As a rule, energetically favored electron promotion will be from the highest occupied molecular orbital (HOMO) to the lowest unoccupied molecular orbital (LUMO), and the resulting species is called an excited state.

I think there is a problem in this statement.
It stated that the e- transition from HOMO to LUMO is energetically favoured. What's that mean? It means that the lower energy gap between two states, the easier for the transition?

Just consider a situation of n->pi* transition, is it more favoured for the transition than that of pi->pi*?

If I made any mistake, please point it out, maybe I misunderstood the statement.

[Donaldson Tan]

there can be only 1 HOMO, either n or pi. you can't consider both in the same molecular system.

unless you have a molecule whose HOMO is n and its LUMO is pi*, then n->pi* is the most probable outcome.

[Winga]

I mean if the HOMO is pi orbital (so, LUMO is n orbital), it is much easier for pi to pi* transition than that of pi to n transition due to the symmetry of orbitals between two states.

However, the statement mentioned that it is energically favoured for HOMO to LUMO transition because of smaller energy gap between two states.

[movies]

If the HOMO is a pi then the LUMO will be a pi*

I can't think of any examples of a pi -> n transition.

[Winga]

Sorry, I made a mistake.

Just consider there are 2 situations:

1. n -> pi*
2. pi -> pi*

The energy gap between n & pi* is lower than that of between pi & pi* in most cases.

If electronic transitions are energetically favoured, this implies that n -> pi* transitions are more favourable than that of pi -> pi*  transitions due to less energy is required.

However, the intensity of transitions is depend on molar absorptivity (molar extinction coefficient), epsilon, and independent to delta E.

[movies]

If electronic transitions are energetically favoured, this implies that n -> pi* transitions are more favourable than that of pi -> pi*  transitions due to less energy is required.
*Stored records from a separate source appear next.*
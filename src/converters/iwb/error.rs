use thiserror::Error;

/// Errors that can occur during the UBZ to IWB conversion process.
///
/// The first error raised while converting a document aborts the whole
/// document; no partial output is written.
#[derive(Error, Debug)]
pub enum ConversionError {
    #[error("Document metadata could not be read from {path}: {source}")]
    MetadataUnreadable {
        path: String,
        #[source]
        source: std::io::Error,
    },
    #[error("Document metadata is malformed: {0}")]
    MetadataMalformed(String),
    #[error("No content pages found in {0}")]
    NoContentPages(String),
    #[error("Page {page} could not be read: {source}")]
    PageUnreadable {
        page: String,
        #[source]
        source: std::io::Error,
    },
    #[error("Page {page} is malformed: {message}")]
    PageMalformed { page: String, message: String },
    #[error("Unsupported content format for reference '{0}'")]
    UnsupportedContentFormat(String),
    #[error("Group section has no child elements")]
    EmptyGroupSection,
    #[error("Asset transfer to {destination} failed: {source}")]
    AssetTransfer {
        destination: String,
        #[source]
        source: std::io::Error,
    },
    #[error("Background raster could not be painted: {0}")]
    Canvas(String),
    #[error("Formatting error during document generation: {0}")]
    Format(#[from] std::fmt::Error),
}

/// A specialized Result type for conversion operations.
pub type Result<T> = std::result::Result<T, ConversionError>;
//! Command line front end: `ubz2iwb <from> <to> [--config options.json] [--report]`.

use std::path::PathBuf;

use anyhow::{bail, Context};
use clap::Parser;
use ubz_iwb_tools::{ConverterOptions, IwbAdaptor};

/// Converts a UBZ whiteboard document into an IWB package.
#[derive(Parser, Debug)]
#[command(version, about)]
struct Args {
    /// UBZ package: an archive or an extracted directory.
    from: PathBuf,
    /// Destination: an archive when it has an extension, a directory otherwise.
    to: PathBuf,
    /// JSON file with converter options.
    #[arg(long)]
    config: Option<PathBuf>,
    /// Print the conversion report as JSON.
    #[arg(long)]
    report: bool,
}

fn main() -> anyhow::Result<()> {
    env_logger::builder()
        .filter_level(log::LevelFilter::Info)
        .parse_default_env()
        .init();

    let args = Args::parse();
    let options = match &args.config {
        Some(path) => ConverterOptions::from_json_file(path)
            .with_context(|| format!("Failed to load options from {}", path.display()))?,
        None => ConverterOptions::default(),
    };

    let adaptor = IwbAdaptor::new(options);
    let report = match adaptor.try_convert(&args.from, &args.to) {
        Ok(report) => report,
        Err(e) => bail!("Conversion of {} failed: {}", args.from.display(), e),
    };

    log::info!(
        "Converted {} into {}",
        args.from.display(),
        args.to.display()
    );
    if args.report {
        println!("{}", serde_json::to_string_pretty(&report)?);
    }
    Ok(())
}
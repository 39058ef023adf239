pub mod adaptor;
pub mod archive;
pub mod assets;
pub mod canvas;
pub mod config;
pub mod converters;
pub mod errors;
pub mod models;

pub use adaptor::IwbAdaptor;
pub use config::{ConverterOptions, GridMode};
pub use converters::iwb::{convert_document, ConversionError};
pub use errors::{AdaptorError, Result};
pub use models::document::ConversionReport;
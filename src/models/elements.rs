// src/models/elements.rs

use indexmap::IndexMap;
use serde::Serialize;

/// What kind of foreign object a UBZ `foreignObject` carries.
#[derive(Debug, Clone, Copy, PartialEq, Eq, Hash, Serialize)]
pub enum ForeignObjectKind {
    /// Rich text (embedded XHTML), converted to an SVG `textarea`.
    Text,
    /// Widgets and other embedded containers, converted to a preview image.
    Other,
}

/// The closed set of source element types the transcoder understands.
///
/// Decided once per element by `classify_element_type`; every dispatch on it
/// is an exhaustive `match`.
#[derive(Debug, Clone, Copy, PartialEq, Eq, Hash, Serialize)]
pub enum ElementType {
    Image,
    Video,
    Audio,
    ForeignObject(ForeignObjectKind),
    Polygon,
    Polyline,
    Line,
    /// Structural container (`g`); never produces an element itself.
    Group,
}

impl ElementType {
    /// Maps a raw UBZ tag name to its element type.
    pub fn from_tag(tag: &str) -> Option<Self> {
        match tag {
            "image" => Some(ElementType::Image),
            "video" => Some(ElementType::Video),
            "audio" => Some(ElementType::Audio),
            "foreignObject" => Some(ElementType::ForeignObject(ForeignObjectKind::Other)),
            "polygon" => Some(ElementType::Polygon),
            "polyline" => Some(ElementType::Polyline),
            "line" => Some(ElementType::Line),
            "g" => Some(ElementType::Group),
            _ => None,
        }
    }

    /// The SVG tag emitted for this type in the IWB document.
    pub fn destination_tag(self) -> &'static str {
        match self {
            ElementType::Image => "image",
            ElementType::Video => "video",
            ElementType::Audio => "audio",
            ElementType::ForeignObject(ForeignObjectKind::Text) => "textarea",
            ElementType::ForeignObject(ForeignObjectKind::Other) => "image",
            ElementType::Polygon => "polygon",
            ElementType::Polyline => "polyline",
            ElementType::Line => "line",
            ElementType::Group => "g",
        }
    }

    /// Base of the z-layer key for elements of this type.
    pub fn layer(self) -> LayerType {
        match self {
            ElementType::Image
            | ElementType::Video
            | ElementType::Audio
            | ElementType::ForeignObject(_) => LayerType::Object,
            ElementType::Polygon
            | ElementType::Polyline
            | ElementType::Line
            | ElementType::Group => LayerType::Graphic,
        }
    }

    /// Package folder for media referenced by this type, if it carries media.
    pub fn content_folder(self) -> Option<&'static str> {
        match self {
            ElementType::Image | ElementType::ForeignObject(ForeignObjectKind::Other) => {
                Some("images")
            }
            ElementType::Video => Some("videos"),
            ElementType::Audio => Some("audios"),
            ElementType::ForeignObject(ForeignObjectKind::Text)
            | ElementType::Polygon
            | ElementType::Polyline
            | ElementType::Line
            | ElementType::Group => None,
        }
    }

    /// Shapes described by points rather than by a box.
    pub fn is_point_based(self) -> bool {
        matches!(
            self,
            ElementType::Polygon | ElementType::Polyline | ElementType::Line
        )
    }
}

/// Paint-order bands. An element's z-layer key is its band plus its own
/// `z-value`.
#[derive(Debug, Clone, Copy, PartialEq, Eq, Hash, Serialize)]
pub enum LayerType {
    FixedBackground,
    Object,
    Graphic,
    Tool,
    Control,
}

impl LayerType {
    pub fn base_offset(self) -> i64 {
        match self {
            LayerType::FixedBackground => -2000,
            LayerType::Object => -1000,
            LayerType::Graphic => 0,
            LayerType::Tool => 1000,
            LayerType::Control => 2000,
        }
    }
}

/// A node of the generated document.
#[derive(Debug, Clone, PartialEq, Serialize)]
#[serde(rename_all = "camelCase")]
pub enum OutputNode {
    Element(OutputElement),
    Text(String),
}

/// A generated element: local tag name, ordered attributes and children.
///
/// The namespace (SVG or IWB) is implied by where the element is written.
#[derive(Debug, Clone, PartialEq, Default, Serialize)]
pub struct OutputElement {
    pub tag: String,
    pub attributes: IndexMap<String, String>,
    pub children: Vec<OutputNode>,
}

impl OutputElement {
    pub fn new(tag: impl Into<String>) -> Self {
        OutputElement {
            tag: tag.into(),
            ..Default::default()
        }
    }

    /// Sets an attribute, replacing any previous value in place.
    pub fn set(&mut self, name: impl Into<String>, value: impl Into<String>) {
        self.attributes.insert(name.into(), value.into());
    }

    /// Builder form of [`OutputElement::set`].
    pub fn with(mut self, name: impl Into<String>, value: impl Into<String>) -> Self {
        self.set(name, value);
        self
    }

    pub fn attribute(&self, name: &str) -> Option<&str> {
        self.attributes.get(name).map(String::as_str)
    }

    pub fn push_child(&mut self, child: OutputElement) {
        self.children.push(OutputNode::Element(child));
    }

    pub fn push_text(&mut self, text: impl Into<String>) {
        self.children.push(OutputNode::Text(text.into()));
    }
}

/// The transcoder's unit of output: a presentation element and, when it
/// carries IWB attributes, the metadata element referencing it by id.
#[derive(Debug, Clone, PartialEq, Serialize)]
pub struct ElementPair {
    pub svg: OutputElement,
    pub iwb: Option<OutputElement>,
}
However, the intensity of transitions is depend on molar absorptivity (molar extinction coefficient), epsilon, and independent to delta E.

Yes, exactly, less energy is necessary so it's easier to do.

The intensity is based on other things, as you said.  The energy necessary to effect the transition will dictate what wavelength of light will be necessary to cause the transition.  What you will see in the UV spectrum then is that the peak will be in a different place, then intensity, however, might vary drastically based on the other effects you mentioned.